■ DIRECTIONS ■
Copy every record below exactly as it stands.

:: DATASET EXTRACT

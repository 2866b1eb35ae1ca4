//! Procedural macros for the `advent` crate.
//!
//! The only macro here is [`all_days!`], which generates the registry enum
//! over every day module: one variant per registered day, plus lookup and
//! dispatch methods. Writing the enum by hand would mean repeating the same
//! twelve-arm `match` four times over; the macro keeps the day list in one
//! place (`src/days/mod.rs`).

extern crate proc_macro;

use heck::ToPascalCase;
use proc_macro::TokenStream;
use quote::{format_ident, quote};
use syn::parse::{Parse, ParseStream};
use syn::punctuated::Punctuated;
use syn::{Ident, LitInt, Result, Token, parse_macro_input};

// --- Input parsing structures ---

/// One `day01 => 1` entry: a day module identifier and its day number.
/// The solution struct is assumed to be the PascalCase form of the module
/// name (`day01` registers `day01::Day01`).
struct DayEntry {
    module: Ident,
    number: LitInt,
}

impl Parse for DayEntry {
    fn parse(input: ParseStream) -> Result<Self> {
        let module: Ident = input.parse()?;
        input.parse::<Token![=>]>()?;
        let number: LitInt = input.parse()?;
        Ok(Self { module, number })
    }
}

/// The full macro input:
///
/// ```text
/// all_days! {
///     enum_name = DayImpls,
///     days: [
///         day01 => 1,
///         day02 => 2,
///     ],
/// }
/// ```
struct AllDaysInput {
    enum_name: Ident,
    entries: Vec<DayEntry>,
}

impl Parse for AllDaysInput {
    fn parse(input: ParseStream) -> Result<Self> {
        let key: Ident = input.parse()?;
        if key != "enum_name" {
            return Err(syn::Error::new(key.span(), "expected `enum_name`"));
        }
        input.parse::<Token![=]>()?;
        let enum_name: Ident = input.parse()?;
        input.parse::<Token![,]>()?;

        let key: Ident = input.parse()?;
        if key != "days" {
            return Err(syn::Error::new(key.span(), "expected `days`"));
        }
        input.parse::<Token![:]>()?;

        let content;
        syn::bracketed!(content in input);
        let entries = Punctuated::<DayEntry, Token![,]>::parse_terminated(&content)?;

        if input.peek(Token![,]) {
            input.parse::<Token![,]>()?;
        }

        Ok(Self {
            enum_name,
            entries: entries.into_iter().collect(),
        })
    }
}

// --- Code generation ---

/// Generates the day-registry enum and its lookup/dispatch methods.
///
/// For `enum_name = DayImpls` and entries `day01 => 1, ...` this expands to
/// a fieldless `pub enum DayImpls` with one variant per day and:
///
/// - `const ALL: [Self; N]` — every registered day, in registration order.
/// - `const fn from_number(day: u8) -> Option<Self>` — registry lookup;
///   unregistered day numbers yield `None`.
/// - `const fn number(self) -> u8` — the registered day number.
/// - `const fn label(self) -> &'static str` — the module name, e.g. `"day01"`.
/// - `fn run(self, input: &str)` — dispatches to
///   `crate::runner::run_solution` with the day's solution struct.
///
/// The macro must be invoked from the module that declares the day
/// submodules, since the generated dispatch refers to them by relative path.
#[proc_macro]
pub fn all_days(input: TokenStream) -> TokenStream {
    let AllDaysInput { enum_name, entries } = parse_macro_input!(input as AllDaysInput);

    let modules: Vec<&Ident> = entries.iter().map(|e| &e.module).collect();
    let variants: Vec<Ident> = entries
        .iter()
        .map(|e| format_ident!("{}", e.module.to_string().to_pascal_case()))
        .collect();
    let numbers: Vec<&LitInt> = entries.iter().map(|e| &e.number).collect();
    let labels: Vec<String> = entries.iter().map(|e| e.module.to_string()).collect();
    let variant_docs: Vec<String> = entries
        .iter()
        .map(|e| format!("The solution registered as `{}`.", e.module))
        .collect();
    let count = entries.len();

    let expanded = quote! {
        #[doc = "Registry over every day solution, one variant per day module."]
        #[derive(Debug, Clone, Copy, PartialEq, Eq)]
        pub enum #enum_name {
            #( #[doc = #variant_docs] #variants, )*
        }

        impl #enum_name {
            #[doc = "Every registered day, in registration order."]
            pub const ALL: [Self; #count] = [ #( Self::#variants, )* ];

            #[doc = "Looks up the solution registered for a day number, if any."]
            #[must_use]
            pub const fn from_number(day: u8) -> Option<Self> {
                match day {
                    #( #numbers => Some(Self::#variants), )*
                    _ => None,
                }
            }

            #[doc = "The day number this solution is registered under."]
            #[must_use]
            pub const fn number(self) -> u8 {
                match self {
                    #( Self::#variants => #numbers, )*
                }
            }

            #[doc = "The day's module name, e.g. `day01`."]
            #[must_use]
            pub const fn label(self) -> &'static str {
                match self {
                    #( Self::#variants => #labels, )*
                }
            }

            #[doc = "Parses the input and runs both parts, timing each phase."]
            #[doc = ""]
            #[doc = "# Errors"]
            #[doc = ""]
            #[doc = "Returns the day's parse failure, if any."]
            pub fn run(
                self,
                input: &str,
            ) -> Result<crate::runner::DayReport, crate::runner::RunError> {
                match self {
                    #( Self::#variants => crate::runner::run_solution(
                        #numbers,
                        &#modules::#variants,
                        input,
                    ), )*
                }
            }
        }
    };

    expanded.into()
}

::::

■ REPLY TO THE EXERCISE ■
repository 2866b1eb35ae1ca4
//! Procedural macros for the `advent` crate.
//!
//! The only macro here is [`all_days!`], which generates the registry enum
//! over every day module: one variant per registered day, plus lookup and
//! dispatch methods. Writing the enum by hand would mean repeating the same
//! twelve-arm `match` four times over; the macro keeps the day list in one
//! place (`src/days/mod.rs`).

extern crate proc_macro;

use heck::ToPascalCase;
use proc_macro::TokenStream;
use quote::{format_ident, quote};
use syn::parse::{Parse, ParseStream};
use syn::punctuated::Punctuated;
use syn::{Ident, LitInt, Result, Token, parse_macro_input};

// --- Input parsing structures ---

/// One `day01 => 1` entry: a day module identifier and its day number.
/// The solution struct is assumed to be the PascalCase form of the module
/// name (`day01` registers `day01::Day01`).
struct DayEntry {
    module: Ident,
    number: LitInt,
}

impl Parse for DayEntry {
    fn parse(input: ParseStream) -> Result<Self> {
        let module: Ident = input.parse()?;
        input.parse::<Token![=>]>()?;
        let number: LitInt = input.parse()?;
        Ok(Self { module, number })
    }
}

/// The full macro input:
///
/// ```text
/// all_days! {
///     enum_name = DayImpls,
///     days: [
///         day01 => 1,
///         day02 => 2,
///     ],
/// }
/// ```
struct AllDaysInput {
    enum_name: Ident,
    entries: Vec<DayEntry>,
}

impl Parse for AllDaysInput {
    fn parse(input: ParseStream) -> Result<Self> {
        let key: Ident = input.parse()?;
        if key != "enum_name" {
            return Err(syn::Error::new(key.span(), "expected `enum_name`"));
        }
        input.parse::<Token![=]>()?;
        let enum_name: Ident = input.parse()?;
        input.parse::<Token![,]>()?;

        let key: Ident = input.parse()?;
        if key != "days" {
            return Err(syn::Error::new(key.span(), "expected `days`"));
        }
        input.parse::<Token![:]>()?;

        let content;
        syn::bracketed!(content in input);
        let entries = Punctuated::<DayEntry, Token![,]>::parse_terminated(&content)?;

        if input.peek(Token![,]) {
            input.parse::<Token![,]>()?;
        }

        Ok(Self {
            enum_name,
            entries: entries.into_iter().collect(),
        })
    }
}

// --- Code generation ---

/// Generates the day-registry enum and its lookup/dispatch methods.
///
/// For `enum_name = DayImpls` and entries `day01 => 1, ...` this expands to
/// a fieldless `pub enum DayImpls` with one variant per day and:
///
/// - `const ALL: [Self; N]` — every registered day, in registration order.
/// - `const fn from_number(day: u8) -> Option<Self>` — registry lookup;
///   unregistered day numbers yield `None`.
/// - `const fn number(self) -> u8` — the registered day number.
/// - `const fn label(self) -> &'static str` — the module name, e.g. `"day01"`.
/// - `fn run(self, input: &str)` — dispatches to
///   `crate::runner::run_solution` with the day's solution struct.
///
/// The macro must be invoked from the module that declares the day
/// submodules, since the generated dispatch refers to them by relative path.
#[proc_macro]
pub fn all_days(input: TokenStream) -> TokenStream {
    let AllDaysInput { enum_name, entries } = parse_macro_input!(input as AllDaysInput);

    let modules: Vec<&Ident> = entries.iter().map(|e| &e.module).collect();
    let variants: Vec<Ident> = entries
        .iter()
        .map(|e| format_ident!("{}", e.module.to_string().to_pascal_case()))
        .collect();
    let numbers: Vec<&LitInt> = entries.iter().map(|e| &e.number).collect();
    let labels: Vec<String> = entries.iter().map(|e| e.module.to_string()).collect();
    let variant_docs: Vec<String> = entries
        .iter()
        .map(|e| format!("The solution registered as `{}`.", e.module))
        .collect();
    let count = entries.len();

    let expanded = quote! {
        #[doc = "Registry over every day solution, one variant per day module."]
        #[derive(Debug, Clone, Copy, PartialEq, Eq)]
        pub enum #enum_name {
            #( #[doc = #variant_docs] #variants, )*
        }

        impl #enum_name {
            #[doc = "Every registered day, in registration order."]
            pub const ALL: [Self; #count] = [ #( Self::#variants, )* ];

            #[doc = "Looks up the solution registered for a day number, if any."]
            #[must_use]
            pub const fn from_number(day: u8) -> Option<Self> {
                match day {
                    #( #numbers => Some(Self::#variants), )*
                    _ => None,
                }
            }

            #[doc = "The day number this solution is registered under."]
            #[must_use]
            pub const fn number(self) -> u8 {
                match self {
                    #( Self::#variants => #numbers, )*
                }
            }

            #[doc = "The day's module name, e.g. `day01`."]
            #[must_use]
            pub const fn label(self) -> &'static str {
                match self {
                    #( Self::#variants => #labels, )*
                }
            }

            #[doc = "Parses the input and runs both parts, timing each phase."]
            #[doc = ""]
            #[doc = "# Errors"]
            #[doc = ""]
            #[doc = "Returns the day's parse failure, if any."]
            pub fn run(
                self,
                input: &str,
            ) -> Result<crate::runner::DayReport, crate::runner::RunError> {
                match self {
                    #( Self::#variants => crate::runner::run_solution(
                        #numbers,
                        &#modules::#variants,
                        input,
                    ), )*
                }
            }
        }
    };

    expanded.into()
}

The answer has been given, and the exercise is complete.